What do you think? Is there any evidence that would prove Dwarves were the first to study alchemy, especially those of the Iron Mountains?


----------



## Lord Aragorn (Mar 4, 2002)

I don't believe I've seen any evidence of Dwarves practicing any form of Alchemy during my readings. The Dwarves seem to do alright mining their gold and don't need to try to make it from other metals.


----------



## Anduril (Mar 4, 2002)

As long as I remember there's no text in the books that states Dwarves were Alchemists (in the full sense of the word).
They were extremely dotated in the moisturing of several metals and mining...

If we take this facts in a expanded idea, MAYBE the dwarves could develop something called Alchemy...


----------



## Ancalagon (Mar 5, 2002)

There is no evidence to suport this theory. However, who else on Middle-Earth would have had both the desire and understanding to delve into Alchemy? It had to start soewhere, my opinion is that Dwarven lust for gold may have been the driving force for dabbling in this ancient art. If Dwarves were so successful as metallurgists, would it not be a natural progression for them to begin to study the art of Alchemy?


----------



## Goro Shimura (Mar 5, 2002)

I thought the Dwarvish rings could make gold....


----------



## Lord Aragorn (Mar 5, 2002)

Really??? Haven't heard that before.


----------



## Tao (Mar 5, 2002)

I don't think dwarves were alchemists, they were just very interested in fire/stone/mining.
This is just my opinion


----------



## Goro Shimura (Mar 5, 2002)

> _Originally posted by Lord Aragorn _
> *Really??? Haven't heard that before. *



Doesn't it say in the appendix that "it takes gold to make gold?"

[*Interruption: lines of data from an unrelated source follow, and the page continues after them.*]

//! Synchronous service facade over the compiler and the query/annotate
//! engine (spec.md §6). One `TopologyService` owns the source document and
//! its most recently compiled graph; nothing here is async or shared —
//! spec.md's model has one writer per service instance, so there's no
//! `Arc<RwLock<_>>` scaffolding to carry over from the network service this
//! crate started from.

use crate::compiler;
use crate::error::{Result, TopologyError};
use crate::graph::query::{self, Filter, Match};
use crate::graph::{AttributeValue, CompiledGraph, NodeLinkGraph};
use crate::model::{Annotation, Infrastructure};

/// Owns the current compiled graph and the document it came from.
#[derive(Debug, Default)]
pub struct TopologyService {
    graph: Option<CompiledGraph>,
    source: Option<Infrastructure>,
}

impl TopologyService {
    pub fn new() -> Self {
        Self::default()
    }

    /// Compile `infra` and replace the current graph. All-or-nothing: if
    /// compilation fails, the previously compiled graph (if any) is left
    /// untouched (spec.md §7).
    pub fn set_graph(&mut self, infra: Infrastructure) -> Result<()> {
        tracing::info!(
            infrastructure = %infra.name,
            devices = infra.devices.len(),
            instances = infra.instances.len(),
            "compiling infrastructure"
        );
        let mut graph = compiler::compile(&infra)?;
        for annotation in &infra.annotations {
            graph.annotate_one(
                &annotation.node_id,
                annotation.attribute.clone(),
                AttributeValue::Str(annotation.value.clone()),
            )?;
        }
        tracing::info!(
            nodes = graph.node_count(),
            edges = graph.edge_count(),
            "compiled infrastructure"
        );
        self.graph = Some(graph);
        self.source = Some(infra);
        Ok(())
    }

    /// Borrow the current compiled graph.
    pub fn graph(&self) -> Result<&CompiledGraph> {
        self.graph.as_ref().ok_or(TopologyError::NotInitialized)
    }

    /// Borrow the source document the current graph was compiled from.
    pub fn source(&self) -> Result<&Infrastructure> {
        self.source.as_ref().ok_or(TopologyError::NotInitialized)
    }

    /// Serialize the current graph's nodes, edges, and attributes as
    /// node-link data (spec.md §6), the Rust analogue of the original's
    /// `yaml.dump(json_graph.node_link_data(...))`. This is not a
    /// decompiler back to an `Infrastructure` document (spec.md §5) — for
    /// programmatic traversal of the live graph, use [`Self::graph`].
    pub fn get_graph(&self) -> Result<NodeLinkGraph> {
        Ok(self.graph()?.node_link_view())
    }

    /// Apply a batch of annotations to an already-compiled graph. Per
    /// spec.md §7, annotation is all-or-nothing: if any `node_id` in
    /// `requests` is unknown, the whole batch aborts with no partial
    /// mutation (callers may pre-filter against `get_endpoints`/`query_graph`).
    pub fn annotate_graph(&mut self, requests: &[Annotation]) -> Result<()> {
        let graph = self.graph.as_mut().ok_or(TopologyError::NotInitialized)?;
        for request in requests {
            if !graph.contains_node(&request.node_id) {
                return Err(TopologyError::UnknownEndpoint(request.node_id.clone()));
            }
        }
        for request in requests {
            graph.annotate_one(
                &request.node_id,
                request.attribute.clone(),
                AttributeValue::Str(request.value.clone()),
            )?;
        }
        if let Some(source) = self.source.as_mut() {
            source.annotations.extend(requests.iter().cloned());
        }
        Ok(())
    }

    /// Run a conjunctive filter query over the current graph.
    pub fn query_graph(&self, filters: &[Filter]) -> Result<Vec<Match>> {
        query::query(self.graph()?, filters)
    }

    /// Shortest path (by edge count) between two node ids.
    pub fn get_shortest_path(&self, src: &str, dst: &str) -> Result<Vec<String>> {
        self.graph()?.shortest_path(src, dst)
    }

    /// Every node id carrying `attribute`, optionally filtered to a value.
    pub fn get_endpoints(&self, attribute: &str, value: Option<&str>) -> Result<Vec<String>> {
        Ok(self.graph()?.get_endpoints(attribute, value))
    }
}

Doesn't it say somewhere that the foundation of every dwarf hoard was a ring of power??

Or did I dream this?


----------



## Thorondor (Mar 6, 2002)

> _Originally posted by Goroshimura _
> *
> 
> Doesn't it say in the appendix that "it takes gold to make gold?"
> ...



It does say that, but I wouldn't take it to really mean that if you left a dwarven ring in a empty room and waited, and checked later you would find the room full of gold. I always have taken those sayings to mean that one who had the ring would get a kind of "luck" in prosperity and wealth. But that is just my opinion.


----------



## Mormegil (Mar 6, 2002)

Perhaps the Dwarves were the first people to try to turn Lead, (or at least Iron), into Gold.


----------



## Confusticated (Apr 3, 2003)

> _Originally posted by Thorondor _
> *It does say that, but I wouldn't take it to really mean that if you left a dwarven ring in a empty room and waited, and checked later you would find the room full of gold. I always have taken those sayings to mean that one who had the ring would get a kind of "luck" in prosperity and wealth. But that is just my opinion. *


I took it more as greed rather than luck.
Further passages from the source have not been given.